Dengue and chikungunya among outpatients with acute undifferentiated fever in Kinshasa, Democratic Republic of Congo: A cross-sectional study
Pathogens causing acute fever, with the exception of malaria, remain largely unidentified in sub-Saharan Africa, given the local unavailability of diagnostic tests and the broad differential diagnosis. We conducted a cross-sectional study including outpatient acute undifferentiated fever in both children and adults, between November 2015 and June 2016 in Kinshasa, Democratic Republic of Congo. Serological and molecular diagnostic tests for selected arboviral infections were performed on blood, including PCR, NS1-RDT, ELISA and IFA for acute, and ELISA and IFA for past infections.

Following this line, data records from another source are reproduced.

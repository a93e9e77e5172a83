use super::*;

#[test]
fn escape_maps_to_sendkeys_token() {
    let steps = crate::delivery::keystrokes::resume_sequence("continue");
    assert_eq!(sendkeys_token(&steps[0]), "{ESC}");
}

#[test]
fn ctrl_u_maps_to_caret_u() {
    let steps = crate::delivery::keystrokes::resume_sequence("continue");
    assert_eq!(sendkeys_token(&steps[1]), "^u");
}

#[test]
fn enter_maps_to_enter_token() {
    let step = NudgeStep { bytes: b"\r".to_vec(), delay_after: None };
    assert_eq!(sendkeys_token(&step), "{ENTER}");
}
// SPDX-License-Identifier: BUSL-1.1
// Copyright (c) 2026 Alfred Jean LLC

//! `GET /status`, `POST /resume-now`, `POST /clear` handlers.

use std::sync::Arc;

use axum::extract::State;
use axum::response::IntoResponse;
use axum::Json;
use serde::Serialize;

use crate::delivery::DeliveryTarget;
use crate::event::EventStatus;
use crate::iface::AppState;
use crate::queue;

#[derive(Debug, Serialize)]
pub struct StatusResponse {
    pub detected: bool,
    pub queue: Vec<crate::event::RateLimitEvent>,
    pub sessions: Vec<String>,
    pub last_hook_run: Option<chrono::DateTime<chrono::Utc>>,
}

/// `GET /status` — the queue document shape documented in the external
/// interfaces, plus a derived `detected` flag.
pub async fn status(State(state): State<Arc<AppState>>) -> impl IntoResponse {
    match queue::load(&state.queue_path) {
        Ok(q) => {
            let detected = q.queue.iter().any(|e| !e.status.is_terminal());
            Json(StatusResponse { detected, queue: q.queue, sessions: q.sessions, last_hook_run: q.last_hook_run })
                .into_response()
        }
        Err(e) => {
            tracing::warn!("status handler: failed to load queue: {e:#}");
            axum::http::StatusCode::INTERNAL_SERVER_ERROR.into_response()
        }
    }
}

#[derive(Debug, Serialize)]
pub struct ResumeNowResponse {
    pub triggered: bool,
    pub success: Option<bool>,
    pub message: String,
}

/// `POST /resume-now` — bypass the countdown and deliver immediately for
/// the current pending head, if any.
pub async fn resume_now(State(state): State<Arc<AppState>>) -> impl IntoResponse {
    let queue = match queue::load(&state.queue_path) {
        Ok(q) => q,
        Err(e) => {
            return Json(ResumeNowResponse {
                triggered: false,
                success: None,
                message: format!("failed to load queue: {e}"),
            })
        }
    };
    let Some(event) = queue::peek_next_pending(&queue).cloned() else {
        return Json(ResumeNowResponse { triggered: false, success: None, message: "no pending event".to_string() });
    };

    // Pending only advances to Waiting; Resuming is reached from there, the
    // same two-step sequence the scheduler's own countdown uses.
    if let Err(e) = queue::update_status(&state.queue_path, event.id, EventStatus::Waiting) {
        return Json(ResumeNowResponse {
            triggered: false,
            success: None,
            message: format!("failed to mark event waiting: {e}"),
        });
    }
    if let Err(e) = queue::update_status(&state.queue_path, event.id, EventStatus::Resuming) {
        return Json(ResumeNowResponse {
            triggered: false,
            success: None,
            message: format!("failed to mark event resuming: {e}"),
        });
    }

    let target = DeliveryTarget { session_pid: event.session_pid, transcript_path: Some(event.transcript_path.clone()) };
    let outcome = state.orchestrator.deliver(&target).await;
    let next_status = if outcome.success { EventStatus::Completed } else { EventStatus::Failed };
    if let Err(e) = queue::update_status(&state.queue_path, event.id, next_status) {
        tracing::warn!("resume-now: failed to record final status: {e:#}");
    }

    Json(ResumeNowResponse {
        triggered: true,
        success: Some(outcome.success),
        message: outcome.error.unwrap_or_else(|| "delivered".to_string()),
    })
}

#[derive(Debug, Serialize)]
pub struct ClearResponse {
    pub cleared: bool,
}

/// `POST /clear` — empty the queue document.
pub async fn clear(State(state): State<Arc<AppState>>) -> impl IntoResponse {
    match queue::clear(&state.queue_path) {
        Ok(()) => Json(ClearResponse { cleared: true }),
        Err(e) => {
            tracing::warn!("clear handler failed: {e:#}");
            Json(ClearResponse { cleared: false })
        }
    }
}

#[cfg(test)]
#[path = "http_tests.rs"]
mod tests;
// SPDX-License-Identifier: BUSL-1.1
// Copyright (c) 2026 Alfred Jean LLC

//! `reset` — clear the queue document.

use crate::paths::StateDir;
use crate::queue;

pub fn run(state_dir: StateDir) -> i32 {
    match queue::clear(&state_dir.queue_file()) {
        Ok(()) => {
            println!("queue cleared");
            0
        }
        Err(e) => {
            eprintln!("error: failed to clear queue: {e:#}");
            1
        }
    }
}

Investigation among 342 patients, aged 2 to 68 years (mean age of 21 years), with acute undifferentiated fever (having no clear focus of infection) revealed 19 (8.1%) acute dengue-caused by DENV-1 and/or DENV-2 -and 2 (0.9%) acute chikungunya infections. Furthermore, 30.2% and 26.4% of participants had been infected in the past with dengue and chikungunya, respectively. We found no evidence of acute Zika nor yellow fever virus infections. 45.3% of patients tested positive on malaria Rapid Diagnostic Test, 87.7% received antimalarial treatment and 64.3% received antibacterial treatment. Chikungunya outbreaks have been reported in the study area in the past, so the high seroprevalence is not surprising. However, scarce evidence exists on dengue transmission in Kinshasa and based on our data, circulation is more important than previously reported. Furthermore, our study shows that the prescription of antibiotics, both antibacterial and antimalarial drugs, is rampant. Studies like this one, elucidating the causes of acute fever, may lead to a more considerate and rigorous use of antibiotics. This will not only stem the ever-increasing problem of antimicrobial resistance, but will-ultimately and hopefully-improve the clinical care of outpatients in low-resource settings. ClinicalTrials.gov NCT02656862.